Der Weltraum wird zunehmend zu einem überfüllten Ort, und die jüngste Beinahe-Kollision zwischen einem Starlink-Satelliten von SpaceX und einem chinesischen Satelliten verdeutlicht die Risiken, die damit verbunden sind. Am 9. Dezember 2025 startete eine Kinetica 1-Rakete von CAS Space neun Satelliten vom Jiuquan Satellite Launch Center in der Wüste Gobi. Einer dieser Satelliten kam einem Starlink-Satelliten gefährlich nahe, was SpaceX dazu veranlasste, die mangelnde Koordination zwischen den Betreibern zu kritisieren.
Michael Nicolls, Vizepräsident der Starlink-Entwicklung bei SpaceX, äußerte sich besorgt über die fehlende Abstimmung im Orbit. Er betonte, dass die meisten Risiken im Weltraum durch die mangelnde Koordination zwischen den Satellitenbetreibern entstehen. Diese Beinahe-Kollision ereignete sich in einer Höhe von 560 Kilometern, wobei die beiden Satelliten sich auf nur 200 Meter annäherten.

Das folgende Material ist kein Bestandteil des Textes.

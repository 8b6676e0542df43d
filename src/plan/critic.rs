//! Review pass over a finished plan.

use crate::plan::generator::TextGenerator;
use crate::plan::planner::{text, text_list};
use crate::plan::schema::{ExperimentInputs, ExperimentSpec};
use serde_json::{json, Value};
use tracing::{debug, warn};

const CRITIC_SYSTEM: &str = "You are a strict reviewer of experiment plans.
Return ONLY valid JSON with keys: edits (list), risks_add (list), questions_add (list), improved_fields (object).
No markdown. No extra keys.";

/// Asks a [`TextGenerator`] to critique a plan and applies the safe edits.
#[derive(Default)]
pub struct CriticService {
    generator: Option<Box<dyn TextGenerator>>,
}

impl CriticService {
    pub fn new() -> Self {
        Self::default()
    }

    pub fn with_generator(generator: Box<dyn TextGenerator>) -> Self {
        Self {
            generator: Some(generator),
        }
    }

    /// Return an improved copy of `spec`.
    ///
    /// Only wording fields may change; risks and open questions are
    /// extended, trimmed and de-duplicated in first-seen order. Without a
    /// generator, or when it fails, the plan comes back unchanged.
    pub fn review(&self, inputs: &ExperimentInputs, spec: &ExperimentSpec) -> ExperimentSpec {
        let Some(generator) = &self.generator else {
            return spec.clone();
        };

        let prompt = match review_prompt(inputs, spec) {
            Ok(p) => p,
            Err(e) => {
                warn!(error = %e, "could not serialize plan for review");
                return spec.clone();
            }
        };
        let reply = match generator.generate_json(CRITIC_SYSTEM, &prompt) {
            Ok(Value::Object(map)) => map,
            Ok(_) => {
                warn!("critic returned a non-object; keeping plan");
                return spec.clone();
            }
            Err(e) => {
                warn!(error = %e, "critic failed; keeping plan");
                return spec.clone();
            }
        };

        let mut improved = spec.clone();
        if let Some(fields) = reply.get("improved_fields").and_then(Value::as_object) {
            for (path, value) in fields {
                let slot = match path.as_str() {
                    "hypothesis" => &mut improved.hypothesis,
                    "design.ramp_plan" => &mut improved.design.ramp_plan,
                    "analysis.srm_check" => &mut improved.analysis.srm_check,
                    "analysis.segment_policy" => &mut improved.analysis.segment_policy,
                    "analysis.stopping_rule" => &mut improved.analysis.stopping_rule,
                    _ => {
                        warn!(field = %path, "ignoring critic edit outside allowed fields");
                        continue;
                    }
                };
                if let Some(v) = text(value) {
                    *slot = v;
                }
            }
        }

        if let Some(extra) = reply.get("risks_add").and_then(text_list) {
            improved.risks.extend(extra);
        }
        if let Some(extra) = reply.get("questions_add").and_then(text_list) {
            improved.open_questions.extend(extra);
        }
        improved.risks = dedup_trimmed(&improved.risks);
        improved.open_questions = dedup_trimmed(&improved.open_questions);

        if let Some(edits) = reply.get("edits").and_then(text_list) {
            debug!(edits = ?edits, "critic edits");
        }
        improved
    }
}

fn review_prompt(inputs: &ExperimentInputs, spec: &ExperimentSpec) -> serde_json::Result<String> {
    let shape = json!({
        "edits": ["short bullets describing what you changed"],
        "risks_add": ["risk strings to add"],
        "questions_add": ["open questions to add"],
        "improved_fields": {
            "hypothesis": "optional string",
            "design.ramp_plan": "optional string",
            "analysis.srm_check": "optional string",
            "analysis.segment_policy": "optional string",
            "analysis.stopping_rule": "optional string",
        },
    });
    Ok(format!(
        "Review this experiment spec for issues and propose minimal edits.\n\n\
         Goal:\n{}\n\nSpec JSON:\n{}\n\nReturn JSON:\n{}\n",
        inputs.goal,
        serde_json::to_string_pretty(spec)?,
        serde_json::to_string_pretty(&shape)?,
    ))
}

fn dedup_trimmed(items: &[String]) -> Vec<String> {
    let mut out: Vec<String> = Vec::with_capacity(items.len());
    for item in items.iter().map(|s| s.trim()).filter(|s| !s.is_empty()) {
        if !out.iter().any(|seen| seen == item) {
            out.push(item.to_string());
        }
    }
    out
}
fn main() {
    let cli = Cli::parse();
    init_logging(cli.verbose);

    let result = match cli.command {
        Commands::Power {
            baseline,
            mde,
            metric,
            std_dev,
            alpha,
            power,
            one_sided,
            cuped_correlation,
            traffic,
        } => {
            let mut request = match metric {
                CliMetric::Binary => PowerRequest::binary(baseline, mde),
                CliMetric::Continuous => PowerRequest::continuous(baseline, mde),
            }
            .with_alpha(alpha)
            .with_power(power);
            if let Some(sd) = std_dev {
                request = request.with_std_dev(sd);
            }
            if let Some(rho) = cuped_correlation {
                request = request.with_cuped(rho);
            }
            if one_sided {
                request = request.one_sided();
            }
            cmd_power(&request, traffic)
        }

        Commands::Simulate {
            n_per_group,
            baseline,
            mde,
            alpha,
            iterations,
            seed,
        } => cmd_simulate(n_per_group, baseline, mde, alpha, iterations, seed),

        Commands::Analyze {
            input,
            metric,
            variant,
            control,
            metric_type,
            covariate,
            bayesian,
            seed,
            output,
            format,
        } => {
            let mut config = AnalysisConfig::new(&metric, &variant)
                .with_control(&control)
                .with_metric_type(metric_type.into());
            if let Some(c) = covariate {
                config = config.with_covariate(&c);
            }
            if bayesian {
                config = config.with_analysis_type(AnalysisType::Bayesian);
            }
            if let Some(s) = seed {
                config = config.with_seed(s);
            }
            cmd_analyze(&input, &config, output.as_deref(), format)
        }

        Commands::DrillDown {
            input,
            metric,
            variant,
            control,
            segments,
            metric_type,
            format,
        } => cmd_drill_down(&input, &metric, &variant, &control, &segments, metric_type.into(), format),

        Commands::Did {
            input,
            unit,
            time,
            treatment,
            outcome,
            post_start,
            format,
        } => {
            let did = DifferenceInDifferences::new(&unit, &time, &treatment, &outcome, TimePoint::parse(&post_start));
            Dataset::from_csv(&input).and_then(|data| did.fit(&data)).and_then(|r| emit(&r, format))
        }

        Commands::Scm {
            input,
            unit,
            time,
            outcome,
            treated,
            intervention,
            method,
            format,
        } => {
            let scm = SyntheticControl::new(&unit, &time, &outcome, &treated, TimePoint::parse(&intervention))
                .with_method(method.into());
            Dataset::from_csv(&input).and_then(|data| scm.fit(&data)).and_then(|r| emit(&r, format))
        }

        Commands::Hte {
            input,
            features,
            treatment,
            outcome,
            trees,
            max_depth,
            seed,
            output,
        } => cmd_hte(&input, &features, &treatment, &outcome, trees, max_depth, seed, output.as_deref()),

        Commands::Generate { kind, output, seed, n } => cmd_generate(kind, &output, seed, n),

        Commands::Plan {
            inputs,
            generated,
            critique,
            format,
        } => cmd_plan(&inputs, generated, critique, format),

        Commands::Run { config, output, format } => cmd_run(&config, output.as_deref(), format),

        Commands::Example { output } => cmd_example(&output),
    };

    if let Err(e) = result {
        eprintln!("Error: {}", e);
        std::process::exit(1);
    }
}
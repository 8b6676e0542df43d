//! Descriptive statistics for one sample.

use serde::{Deserialize, Serialize};

/// Count, mean and sample standard deviation of a sample.
#[derive(Debug, Clone, Copy, PartialEq, Serialize, Deserialize)]
pub struct Summary {
    /// Number of observations.
    pub n: usize,
    /// Arithmetic mean (NaN when empty).
    pub mean: f64,
    /// Sample variance with n − 1 denominator (NaN when n < 2).
    pub variance: f64,
}

impl Summary {
    /// Summarize a sample.
    pub fn of(values: &[f64]) -> Self {
        let n = values.len();
        let mean = if n > 0 {
            values.iter().sum::<f64>() / n as f64
        } else {
            f64::NAN
        };
        let variance = if n > 1 {
            values.iter().map(|v| (v - mean).powi(2)).sum::<f64>() / (n - 1) as f64
        } else {
            f64::NAN
        };
        Self { n, mean, variance }
    }

    /// Sample standard deviation.
    pub fn std_dev(&self) -> f64 {
        self.variance.sqrt()
    }

    /// Sum of the observations.
    pub fn sum(&self) -> f64 {
        if self.n == 0 {
            0.0
        } else {
            self.mean * self.n as f64
        }
    }
}

#[cfg(test)]
mod tests {
    use super::*;
    use approx::assert_relative_eq;

    #[test]
    fn test_summary() {
        let s = Summary::of(&[2.0, 4.0, 4.0, 4.0, 5.0, 5.0, 7.0, 9.0]);

        assert_eq!(s.n, 8);
        assert_relative_eq!(s.mean, 5.0);
        assert_relative_eq!(s.variance, 32.0 / 7.0);
        assert_relative_eq!(s.sum(), 40.0);
    }

    #[test]
    fn test_degenerate_samples() {
        assert!(Summary::of(&[]).mean.is_nan());
        assert!(Summary::of(&[3.0]).variance.is_nan());
        assert_eq!(Summary::of(&[]).sum(), 0.0);
    }
}
//! User domain models and role definitions.

use chrono::{DateTime, Utc};
use serde::{Deserialize, Serialize};
use std::fmt;
use std::str::FromStr;
use uuid::Uuid;

/// Role of a user account.
///
/// Serialized with the values stored in the database and issued in tokens.
#[derive(Debug, Clone, Copy, PartialEq, Eq, Hash, Serialize, Deserialize)]
pub enum UserRole {
    #[serde(rename = "admin")]
    Admin,
    #[serde(rename = "pengawas")]
    Supervisor,
    #[serde(rename = "siswa")]
    Student,
}

impl UserRole {
    pub fn as_str(&self) -> &'static str {
        match self {
            UserRole::Admin => "admin",
            UserRole::Supervisor => "pengawas",
            UserRole::Student => "siswa",
        }
    }

    /// Admins and supervisors operate on other users' exam state.
    pub fn is_staff(&self) -> bool {
        matches!(self, UserRole::Admin | UserRole::Supervisor)
    }
}

impl fmt::Display for UserRole {
    fn fmt(&self, f: &mut fmt::Formatter<'_>) -> fmt::Result {
        f.write_str(self.as_str())
    }
}

impl FromStr for UserRole {
    type Err = String;

    fn from_str(s: &str) -> Result<Self, Self::Err> {
        match s.trim().to_ascii_lowercase().as_str() {
            "admin" => Ok(UserRole::Admin),
            "pengawas" | "supervisor" => Ok(UserRole::Supervisor),
            "siswa" | "student" => Ok(UserRole::Student),
            other => Err(format!("Invalid role: {}", other)),
        }
    }
}

/// A user account.
#[derive(Debug, Clone, Serialize, Deserialize)]
pub struct User {
    pub id: Uuid,
    pub email: String,
    pub full_name: String,
    pub role: UserRole,
    pub active: bool,
    #[serde(rename = "kelas")]
    pub class_name: String,
    #[serde(rename = "jurusan")]
    pub major: String,
    pub created_at: DateTime<Utc>,
    pub updated_at: DateTime<Utc>,
}

/// Identity returned by `GET /api/auth/me`.
#[derive(Debug, Clone, Serialize)]
pub struct MeResponse {
    pub id: Uuid,
    pub email: String,
    pub full_name: String,
    pub role: UserRole,
}

impl From<User> for MeResponse {
    fn from(user: User) -> Self {
        Self {
            id: user.id,
            email: user.email,
            full_name: user.full_name,
            role: user.role,
        }
    }
}
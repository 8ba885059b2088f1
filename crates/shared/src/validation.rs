//! Common validation utilities.

use validator::ValidationError;

use crate::crypto::MAX_EXIT_CODE_LENGTH;

/// Validates that a string contains something other than whitespace.
pub fn validate_not_blank(value: &str) -> Result<(), ValidationError> {
    if value.trim().is_empty() {
        let mut err = ValidationError::new("blank");
        err.message = Some("Value must not be blank".into());
        Err(err)
    } else {
        Ok(())
    }
}

/// Validates a requested exit code length. Non-positive values are accepted
/// and later replaced by the default length.
pub fn validate_code_length(length: i32) -> Result<(), ValidationError> {
    if length <= MAX_EXIT_CODE_LENGTH as i32 {
        Ok(())
    } else {
        let mut err = ValidationError::new("code_length_range");
        err.message = Some(format!("Code length must not exceed {}", MAX_EXIT_CODE_LENGTH).into());
        Err(err)
    }
}

/// Validates an application version string reported by a device.
pub fn validate_app_version(version: &str) -> Result<(), ValidationError> {
    if version.len() <= 64 && !version.chars().any(char::is_control) {
        Ok(())
    } else {
        let mut err = ValidationError::new("app_version_format");
        err.message = Some("App version must be at most 64 printable characters".into());
        Err(err)
    }
}

/// Trims an optional string and treats blank as absent.
pub fn non_blank(value: Option<&str>) -> Option<&str> {
    value.map(str::trim).filter(|v| !v.is_empty())
}

#[cfg(test)]
mod tests {
    use super::*;

    #[test]
    fn test_validate_not_blank() {
        assert!(validate_not_blank("ABC123").is_ok());
        assert!(validate_not_blank("").is_err());
        assert!(validate_not_blank("   ").is_err());
    }

    #[test]
    fn test_validate_code_length() {
        assert!(validate_code_length(-1).is_ok());
        assert!(validate_code_length(0).is_ok());
        assert!(validate_code_length(32).is_ok());
        assert!(validate_code_length(33).is_err());
    }

    #[test]
    fn test_validate_code_length_error_message() {
        let err = validate_code_length(100).unwrap_err();
        assert_eq!(
            err.message.unwrap().to_string(),
            "Code length must not exceed 32"
        );
    }

    #[test]
    fn test_validate_app_version() {
        assert!(validate_app_version("1.4.2").is_ok());
        assert!(validate_app_version("").is_ok());
        assert!(validate_app_version(&"9".repeat(65)).is_err());
        assert!(validate_app_version("1.0\n").is_err());
    }

    #[test]
    fn test_non_blank() {
        assert_eq!(non_blank(Some("  x ")), Some("x"));
        assert_eq!(non_blank(Some("   ")), None);
        assert_eq!(non_blank(None), None);
    }
}
//! Student self-status endpoint handlers.

use axum::{extract::State, Json};
use domain::models::student_status::UpdateStudentStatusRequest;
use domain::models::StudentStatusSnapshot;

use crate::app::AppState;
use crate::error::ApiError;
use crate::extractors::CurrentUser;
use crate::services::StudentStatusService;

/// GET /api/student/status
pub async fn get_status(
    State(state): State<AppState>,
    user: CurrentUser,
) -> Result<Json<StudentStatusSnapshot>, ApiError> {
    let service = StudentStatusService::new(state.pool.clone(), state.broadcaster.clone());
    Ok(Json(service.get_self(&user).await?))
}

/// PUT /api/student/status
pub async fn update_status(
    State(state): State<AppState>,
    user: CurrentUser,
    Json(request): Json<UpdateStudentStatusRequest>,
) -> Result<Json<StudentStatusSnapshot>, ApiError> {
    let service = StudentStatusService::new(state.pool.clone(), state.broadcaster.clone());
    Ok(Json(service.update_self(&user, &request).await?))
}
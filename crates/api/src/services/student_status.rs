//! Student status service: self reports, supervisor actions and the
//! monitoring list.

use domain::models::exit_code::{parse_all_flag, MessageResponse};
use domain::models::monitoring::{
    ListMonitoringStudentsQuery, ListMonitoringStudentsResponse, MONITORING_SORT_COLUMNS,
};
use domain::models::student_status::UpdateStudentStatusRequest;
use domain::models::{StudentStatus, StudentStatusSnapshot, User, UserRole};
use domain::services::{apply_self_update, StatusChange, StatusFlags};
use persistence::repositories::{
    MonitoringListFilter, RoomRepository, StudentStatusRepository, UserRepository,
};
use shared::pagination::{whitelist_sort, PageMeta, PageWindow, SortDirection};
use shared::validation::non_blank;
use sqlx::PgPool;
use uuid::Uuid;
use validator::Validate;

use crate::error::ApiError;
use crate::extractors::CurrentUser;
use crate::services::access::{authorized_rooms_for, require_staff};
use crate::services::broadcast::StatusBroadcaster;

pub struct StudentStatusService {
    pool: PgPool,
    broadcaster: StatusBroadcaster,
}

impl StudentStatusService {
    pub fn new(pool: PgPool, broadcaster: StatusBroadcaster) -> Self {
        Self { pool, broadcaster }
    }

    /// Current status of the caller; zeroed when nothing was reported yet.
    pub async fn get_self(&self, user: &CurrentUser) -> Result<StudentStatusSnapshot, ApiError> {
        let status = StudentStatusRepository::new(self.pool.clone())
            .find_by_user(user.user_id)
            .await?
            .map(StudentStatus::from);

        Ok(status
            .as_ref()
            .map(StudentStatusSnapshot::from)
            .unwrap_or_default())
    }

    /// Applies a self-reported status change under a row lock.
    pub async fn update_self(
        &self,
        user: &CurrentUser,
        request: &UpdateStudentStatusRequest,
    ) -> Result<StudentStatusSnapshot, ApiError> {
        request.validate()?;

        let repo = StudentStatusRepository::new(self.pool.clone());
        let mut tx = self.pool.begin().await?;

        let current = repo.lock_or_create(&mut tx, user.user_id).await?;
        let next = apply_self_update(
            StatusFlags {
                locked: current.locked,
                blocked_from_exam: current.blocked_from_exam,
            },
            StatusChange {
                locked: request.locked,
                blocked_from_exam: request.blocked_from_exam,
            },
            user.role,
        )?;

        let app_version = non_blank(request.app_version.as_deref())
            .map(str::to_string)
            .unwrap_or_else(|| current.app_version.clone());

        let saved = repo
            .save(
                &mut tx,
                current.id,
                &app_version,
                next.locked,
                next.blocked_from_exam,
            )
            .await?;
        tx.commit().await?;

        tracing::info!(
            student_id = %user.user_id,
            locked = saved.locked,
            blocked_from_exam = saved.blocked_from_exam,
            "Student status updated"
        );
        // Staff self reports are stored but not shown on dashboards
        if user.role == UserRole::Student {
            self.broadcaster.dispatch(user.user_id);
        }

        let status = StudentStatus::from(saved);
        Ok(StudentStatusSnapshot::from(&status))
    }

    /// Blocks a student from the exam and releases their lock.
    pub async fn force_logout(
        &self,
        actor: &CurrentUser,
        student_id: Uuid,
    ) -> Result<MessageResponse, ApiError> {
        self.authorize_student_action(actor, student_id).await?;

        let saved = StudentStatusRepository::new(self.pool.clone())
            .force_logout(student_id)
            .await?;

        tracing::info!(
            actor_id = %actor.user_id,
            student_id = %student_id,
            force_logout_at = ?saved.force_logout_at,
            "Student forced out of exam"
        );
        self.broadcaster.dispatch(student_id);

        Ok(MessageResponse::new("student logged out and blocked"))
    }

    /// Lifts the exam block. The lock flag is not changed.
    pub async fn allow_exam(
        &self,
        actor: &CurrentUser,
        student_id: Uuid,
    ) -> Result<MessageResponse, ApiError> {
        self.authorize_student_action(actor, student_id).await?;

        StudentStatusRepository::new(self.pool.clone())
            .allow_exam(student_id)
            .await?;

        tracing::info!(
            actor_id = %actor.user_id,
            student_id = %student_id,
            "Student allowed to start exam"
        );
        self.broadcaster.dispatch(student_id);

        Ok(MessageResponse::new("student allowed to start exam"))
    }

    /// Students with their live status, scoped to the caller's rooms.
    pub async fn list_students(
        &self,
        actor: &CurrentUser,
        query: &ListMonitoringStudentsQuery,
    ) -> Result<ListMonitoringStudentsResponse, ApiError> {
        require_staff(actor.role)?;

        let window = PageWindow::resolve(
            query.page,
            query.limit,
            parse_all_flag(query.all.as_deref()),
        );
        let sort_by = whitelist_sort(
            query.sort_by.as_deref(),
            MONITORING_SORT_COLUMNS,
            "updated_at",
        );
        let sort_dir = SortDirection::parse_or_default(query.sort_dir.as_deref());

        let scope = authorized_rooms_for(&self.pool, actor.user_id, actor.role).await?;
        if scope.is_empty() {
            return Ok(ListMonitoringStudentsResponse {
                data: Vec::new(),
                meta: PageMeta::new(0, window, sort_by, sort_dir),
            });
        }

        let (limit, offset) = match window.limit_offset() {
            Some((limit, offset)) => (Some(limit), offset),
            None => (None, 0),
        };
        let filter = MonitoringListFilter {
            scope_room_ids: scope.room_ids(),
            room_id: query.room_id,
            search: non_blank(query.q.as_deref()).map(str::to_string),
            sort_by,
            sort_desc: sort_dir == SortDirection::Desc,
            limit,
            offset,
        };

        let (rows, total) = StudentStatusRepository::new(self.pool.clone())
            .list_monitoring(&filter)
            .await?;

        Ok(ListMonitoringStudentsResponse {
            data: rows.into_iter().map(Into::into).collect(),
            meta: PageMeta::new(total, window, sort_by, sort_dir),
        })
    }

    /// Staff may act on existing students inside their room scope.
    async fn authorize_student_action(
        &self,
        actor: &CurrentUser,
        student_id: Uuid,
    ) -> Result<(), ApiError> {
        require_staff(actor.role)?;

        let target: User = UserRepository::new(self.pool.clone())
            .find_by_id(student_id)
            .await?
            .ok_or_else(|| ApiError::NotFound("user not found".to_string()))?
            .into();

        if target.role != UserRole::Student {
            return Err(ApiError::Validation("target is not a student".to_string()));
        }

        if actor.role == UserRole::Supervisor {
            let scope = authorized_rooms_for(&self.pool, actor.user_id, actor.role).await?;
            let room_id = RoomRepository::new(self.pool.clone())
                .membership_for_student(student_id)
                .await?
                .map(|m| m.room_id);
            if !scope.allows_optional(room_id) {
                return Err(ApiError::Forbidden(
                    "not allowed for this student".to_string(),
                ));
            }
        }

        Ok(())
    }
}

CAS Space, das Unternehmen hinter der Kinetica 1-Rakete, erklärte, dass es die Startfenster unter Berücksichtigung eines bodengestützten Raumüberwachungssystems auswählt, um Kollisionen mit bekannten Satelliten oder Trümmern zu vermeiden. Dennoch untersucht das Unternehmen den Vorfall, um die genauen Umstände zu klären und sicherzustellen, dass solche Beinahe-Zusammenstöße in Zukunft vermieden werden können.
Die Anzahl der Satelliten im Erdorbit hat in den letzten Jahren dramatisch zugenommen. Während im Jahr 2020 weniger als 3.400 funktionale Satelliten die Erde umkreisten, ist diese Zahl bis 2025 auf etwa 13.000 gestiegen. SpaceX betreibt derzeit fast 9.300 Starlink-Satelliten, von denen mehr als 3.000 allein in diesem Jahr gestartet wurden. Die Starlink-Satelliten sind in der Lage, potenziellen Kollisionen autonom auszuweichen, was sie in den ersten sechs Monaten des Jahres 2025 etwa 145.000 Mal getan haben.
Die Beinahe-Kollision verdeutlicht die Notwendigkeit einer besseren internationalen Zusammenarbeit und Koordination im Weltraum. Ein einziger Zusammenstoß könnte eine große Trümmerwolke erzeugen, die weitere Kollisionen verursachen könnte. Dieses Szenario, bekannt als Kessler-Syndrom, könnte es schwierig oder unmöglich machen, Satelliten in bestimmten Bereichen des Weltraums zu betreiben.